**** DATA RECORDS ****

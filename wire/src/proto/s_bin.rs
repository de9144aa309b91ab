//! Protocol S-bin: compact binary framing.
//!
//! Fixed 16-byte prefix — 4-byte magic, 1-byte reserved, 1-byte data-type,
//! 1-byte compress-type, 1-byte reserved, 4-byte meta-length (LE), 4-byte
//! message-length (LE) — followed by schema-A-encoded meta, then payload.
//! Correlation is carried inside meta as the call-id field.

use bytes::{Bytes, BytesMut};

use crate::buffer::{read_u32_le, FrameWriter};
use crate::frame::{Frame, FrameCodec, ParseOutcome, ProtocolError};
use crate::proto::meta::{self, CommonMeta};

const MAGIC: &[u8; 4] = b"SRPC";
const PREFIX_LEN: usize = 16;

/// Zero-sized handle for the S-bin framer/parser pair.
#[derive(Debug, Clone, Copy, Default)]
pub struct SBin;

impl FrameCodec for SBin {
    type Meta = CommonMeta;

    fn encode(meta: &CommonMeta, payload: &[u8]) -> Bytes {
        let meta_bytes = meta.encode();

        let mut writer = FrameWriter::with_capacity(PREFIX_LEN + meta_bytes.len() + payload.len());
        writer.write_bytes(MAGIC);
        writer.write_u8(0); // reserved
        writer.write_u8(meta.data_type);
        writer.write_u8(meta.compress_type);
        writer.write_u8(0); // reserved
        writer.write_u32_le(meta_bytes.len() as u32);
        writer.write_u32_le(payload.len() as u32);
        writer.write_bytes(&meta_bytes);
        writer.write_bytes(payload);
        writer.into_bytes().freeze()
    }

    fn decode(buf: &mut BytesMut, ceiling: usize) -> ParseOutcome<CommonMeta> {
        if buf.len() < PREFIX_LEN {
            return ParseOutcome::NeedMoreBytes {
                needed: PREFIX_LEN - buf.len(),
            };
        }

        if &buf[0..4] != MAGIC {
            return ParseOutcome::Error(ProtocolError::bad_magic("S-bin magic mismatch"));
        }

        let meta_len = read_u32_le(&buf[8..12]) as usize;
        let msg_len = read_u32_le(&buf[12..16]) as usize;

        if meta_len > ceiling || msg_len > ceiling {
            return ParseOutcome::Error(ProtocolError::oversized(meta_len.max(msg_len), ceiling));
        }

        let total = PREFIX_LEN + meta_len + msg_len;
        if buf.len() < total {
            return ParseOutcome::NeedMoreBytes {
                needed: total - buf.len(),
            };
        }

        meta::advance(buf, PREFIX_LEN);
        let meta_bytes = meta::split_bytes(buf, meta_len);
        let payload = meta::split_bytes(buf, msg_len);

        match CommonMeta::decode(&meta_bytes) {
            Ok(decoded) => ParseOutcome::Frame(Frame::new(decoded, payload)),
            Err(err) => ParseOutcome::Error(err),
        }
    }
}

#[cfg(test)]
mod tests {
    use bytes::{Bytes, BytesMut};

    use super::SBin;
    use crate::frame::{FrameCodec, ParseOutcome, DEFAULT_FRAME_CEILING};
    use crate::proto::meta::CommonMeta;

    #[test]
    fn round_trips_a_request_frame() {
        let meta = CommonMeta::request(1, "Echo", "Ping");
        let payload = b"hello";
        let encoded = SBin::encode(&meta, payload);

        let mut buf = BytesMut::from(&encoded[..]);
        match SBin::decode(&mut buf, DEFAULT_FRAME_CEILING) {
            ParseOutcome::Frame(frame) => {
                assert_eq!(frame.meta, meta);
                assert_eq!(frame.payload, Bytes::from_static(payload));
            }
            other => panic!("expected a complete frame, got {other:?}"),
        }
        assert!(buf.is_empty());
    }

    #[test]
    fn zero_length_payload_is_legal() {
        let meta = CommonMeta::request(1, "Echo", "Ping");
        let encoded = SBin::encode(&meta, b"");
        let mut buf = BytesMut::from(&encoded[..]);
        match SBin::decode(&mut buf, DEFAULT_FRAME_CEILING) {
            ParseOutcome::Frame(frame) => assert!(frame.payload.is_empty()),
            other => panic!("expected a complete frame, got {other:?}"),
        }
    }

    #[test]
    fn reports_need_more_bytes_before_prefix_complete() {
        let mut buf = BytesMut::from(&b"SRPC"[..]);
        match SBin::decode(&mut buf, DEFAULT_FRAME_CEILING) {
            ParseOutcome::NeedMoreBytes { needed } => assert_eq!(needed, 12),
            other => panic!("expected NeedMoreBytes, got {other:?}"),
        }
    }

    #[test]
    fn reports_need_more_bytes_when_body_incomplete() {
        let meta = CommonMeta::request(1, "Echo", "Ping");
        let encoded = SBin::encode(&meta, b"hello world");
        let mut buf = BytesMut::from(&encoded[..encoded.len() - 3]);
        match SBin::decode(&mut buf, DEFAULT_FRAME_CEILING) {
            ParseOutcome::NeedMoreBytes { needed } => assert_eq!(needed, 3),
            other => panic!("expected NeedMoreBytes, got {other:?}"),
        }
    }

    #[test]
    fn rejects_bad_magic() {
        let mut buf = BytesMut::from(&b"XXXX0000000000000000"[..]);
        match SBin::decode(&mut buf, DEFAULT_FRAME_CEILING) {
            ParseOutcome::Error(err) => {
                assert_eq!(err.kind, crate::frame::ProtocolErrorKind::BadMagic);
            }
            other => panic!("expected an error, got {other:?}"),
        }
    }

    #[test]
    fn rejects_oversized_frames() {
        let meta = CommonMeta::request(1, "Echo", "Ping");
        let encoded = SBin::encode(&meta, b"hi");
        let mut buf = BytesMut::from(&encoded[..]);
        match SBin::decode(&mut buf, 1) {
            ParseOutcome::Error(err) => {
                assert_eq!(err.kind, crate::frame::ProtocolErrorKind::Oversized);
            }
            other => panic!("expected an error, got {other:?}"),
        }
    }

    proptest::proptest! {
        #[test]
        fn round_trips_any_correlation_id_and_payload(correlation_id: u64, payload in proptest::collection::vec(proptest::prelude::any::<u8>(), 0..256)) {
            let meta = CommonMeta::request(correlation_id, "Echo", "Ping");
            let encoded = SBin::encode(&meta, &payload);

            let mut buf = BytesMut::from(&encoded[..]);
            match SBin::decode(&mut buf, DEFAULT_FRAME_CEILING) {
                ParseOutcome::Frame(frame) => {
                    assert_eq!(frame.meta, meta);
                    assert_eq!(&frame.payload[..], &payload[..]);
                }
                other => panic!("expected a complete frame, got {other:?}"),
            }
            assert!(buf.is_empty());
        }
    }
}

****

Could you please reproduce each record exactly, leaving nothing out?

• TASK ANSWER:
filename wire/src/proto/s_bin.rs
repository de9144aa309b91ab
//! Protocol S-bin: compact binary framing.
//!
//! Fixed 16-byte prefix — 4-byte magic, 1-byte reserved, 1-byte data-type,
//! 1-byte compress-type, 1-byte reserved, 4-byte meta-length (LE), 4-byte
//! message-length (LE) — followed by schema-A-encoded meta, then payload.
//! Correlation is carried inside meta as the call-id field.

use bytes::{Bytes, BytesMut};

use crate::buffer::{read_u32_le, FrameWriter};
use crate::frame::{Frame, FrameCodec, ParseOutcome, ProtocolError};
use crate::proto::meta::{self, CommonMeta};

const MAGIC: &[u8; 4] = b"SRPC";
const PREFIX_LEN: usize = 16;

/// Zero-sized handle for the S-bin framer/parser pair.
#[derive(Debug, Clone, Copy, Default)]
pub struct SBin;

impl FrameCodec for SBin {
    type Meta = CommonMeta;

    fn encode(meta: &CommonMeta, payload: &[u8]) -> Bytes {
        let meta_bytes = meta.encode();

        let mut writer = FrameWriter::with_capacity(PREFIX_LEN + meta_bytes.len() + payload.len());
        writer.write_bytes(MAGIC);
        writer.write_u8(0); // reserved
        writer.write_u8(meta.data_type);
        writer.write_u8(meta.compress_type);
        writer.write_u8(0); // reserved
        writer.write_u32_le(meta_bytes.len() as u32);
        writer.write_u32_le(payload.len() as u32);
        writer.write_bytes(&meta_bytes);
        writer.write_bytes(payload);
        writer.into_bytes().freeze()
    }

    fn decode(buf: &mut BytesMut, ceiling: usize) -> ParseOutcome<CommonMeta> {
        if buf.len() < PREFIX_LEN {
            return ParseOutcome::NeedMoreBytes {
                needed: PREFIX_LEN - buf.len(),
            };
        }

        if &buf[0..4] != MAGIC {
            return ParseOutcome::Error(ProtocolError::bad_magic("S-bin magic mismatch"));
        }

        let meta_len = read_u32_le(&buf[8..12]) as usize;
        let msg_len = read_u32_le(&buf[12..16]) as usize;

        if meta_len > ceiling || msg_len > ceiling {
            return ParseOutcome::Error(ProtocolError::oversized(meta_len.max(msg_len), ceiling));
        }

        let total = PREFIX_LEN + meta_len + msg_len;
        if buf.len() < total {
            return ParseOutcome::NeedMoreBytes {
                needed: total - buf.len(),
            };
        }

        meta::advance(buf, PREFIX_LEN);
        let meta_bytes = meta::split_bytes(buf, meta_len);
        let payload = meta::split_bytes(buf, msg_len);

        match CommonMeta::decode(&meta_bytes) {
            Ok(decoded) => ParseOutcome::Frame(Frame::new(decoded, payload)),
            Err(err) => ParseOutcome::Error(err),
        }
    }
}

#[cfg(test)]
mod tests {
    use bytes::{Bytes, BytesMut};

    use super::SBin;
    use crate::frame::{FrameCodec, ParseOutcome, DEFAULT_FRAME_CEILING};
    use crate::proto::meta::CommonMeta;

    #[test]
    fn round_trips_a_request_frame() {
        let meta = CommonMeta::request(1, "Echo", "Ping");
        let payload = b"hello";
        let encoded = SBin::encode(&meta, payload);

        let mut buf = BytesMut::from(&encoded[..]);
        match SBin::decode(&mut buf, DEFAULT_FRAME_CEILING) {
            ParseOutcome::Frame(frame) => {
                assert_eq!(frame.meta, meta);
                assert_eq!(frame.payload, Bytes::from_static(payload));
            }
            other => panic!("expected a complete frame, got {other:?}"),
        }
        assert!(buf.is_empty());
    }

    #[test]
    fn zero_length_payload_is_legal() {
        let meta = CommonMeta::request(1, "Echo", "Ping");
        let encoded = SBin::encode(&meta, b"");
        let mut buf = BytesMut::from(&encoded[..]);
        match SBin::decode(&mut buf, DEFAULT_FRAME_CEILING) {
            ParseOutcome::Frame(frame) => assert!(frame.payload.is_empty()),
            other => panic!("expected a complete frame, got {other:?}"),
        }
    }

    #[test]
    fn reports_need_more_bytes_before_prefix_complete() {
        let mut buf = BytesMut::from(&b"SRPC"[..]);
        match SBin::decode(&mut buf, DEFAULT_FRAME_CEILING) {
            ParseOutcome::NeedMoreBytes { needed } => assert_eq!(needed, 12),
            other => panic!("expected NeedMoreBytes, got {other:?}"),
        }
    }

    #[test]
    fn reports_need_more_bytes_when_body_incomplete() {
        let meta = CommonMeta::request(1, "Echo", "Ping");
        let encoded = SBin::encode(&meta, b"hello world");
        let mut buf = BytesMut::from(&encoded[..encoded.len() - 3]);
        match SBin::decode(&mut buf, DEFAULT_FRAME_CEILING) {
            ParseOutcome::NeedMoreBytes { needed } => assert_eq!(needed, 3),
            other => panic!("expected NeedMoreBytes, got {other:?}"),
        }
    }

    #[test]
    fn rejects_bad_magic() {
        let mut buf = BytesMut::from(&b"XXXX0000000000000000"[..]);
        match SBin::decode(&mut buf, DEFAULT_FRAME_CEILING) {
            ParseOutcome::Error(err) => {
                assert_eq!(err.kind, crate::frame::ProtocolErrorKind::BadMagic);
            }
            other => panic!("expected an error, got {other:?}"),
        }
    }

    #[test]
    fn rejects_oversized_frames() {
        let meta = CommonMeta::request(1, "Echo", "Ping");
        let encoded = SBin::encode(&meta, b"hi");
        let mut buf = BytesMut::from(&encoded[..]);
        match SBin::decode(&mut buf, 1) {
            ParseOutcome::Error(err) => {
                assert_eq!(err.kind, crate::frame::ProtocolErrorKind::Oversized);
            }
            other => panic!("expected an error, got {other:?}"),
        }
    }

    proptest::proptest! {
        #[test]
        fn round_trips_any_correlation_id_and_payload(correlation_id: u64, payload in proptest::collection::vec(proptest::prelude::any::<u8>(), 0..256)) {
            let meta = CommonMeta::request(correlation_id, "Echo", "Ping");
            let encoded = SBin::encode(&meta, &payload);

            let mut buf = BytesMut::from(&encoded[..]);
            match SBin::decode(&mut buf, DEFAULT_FRAME_CEILING) {
                ParseOutcome::Frame(frame) => {
                    assert_eq!(frame.meta, meta);
                    assert_eq!(&frame.payload[..], &payload[..]);
                }
                other => panic!("expected a complete frame, got {other:?}"),
            }
            assert!(buf.is_empty());
        }
    }
}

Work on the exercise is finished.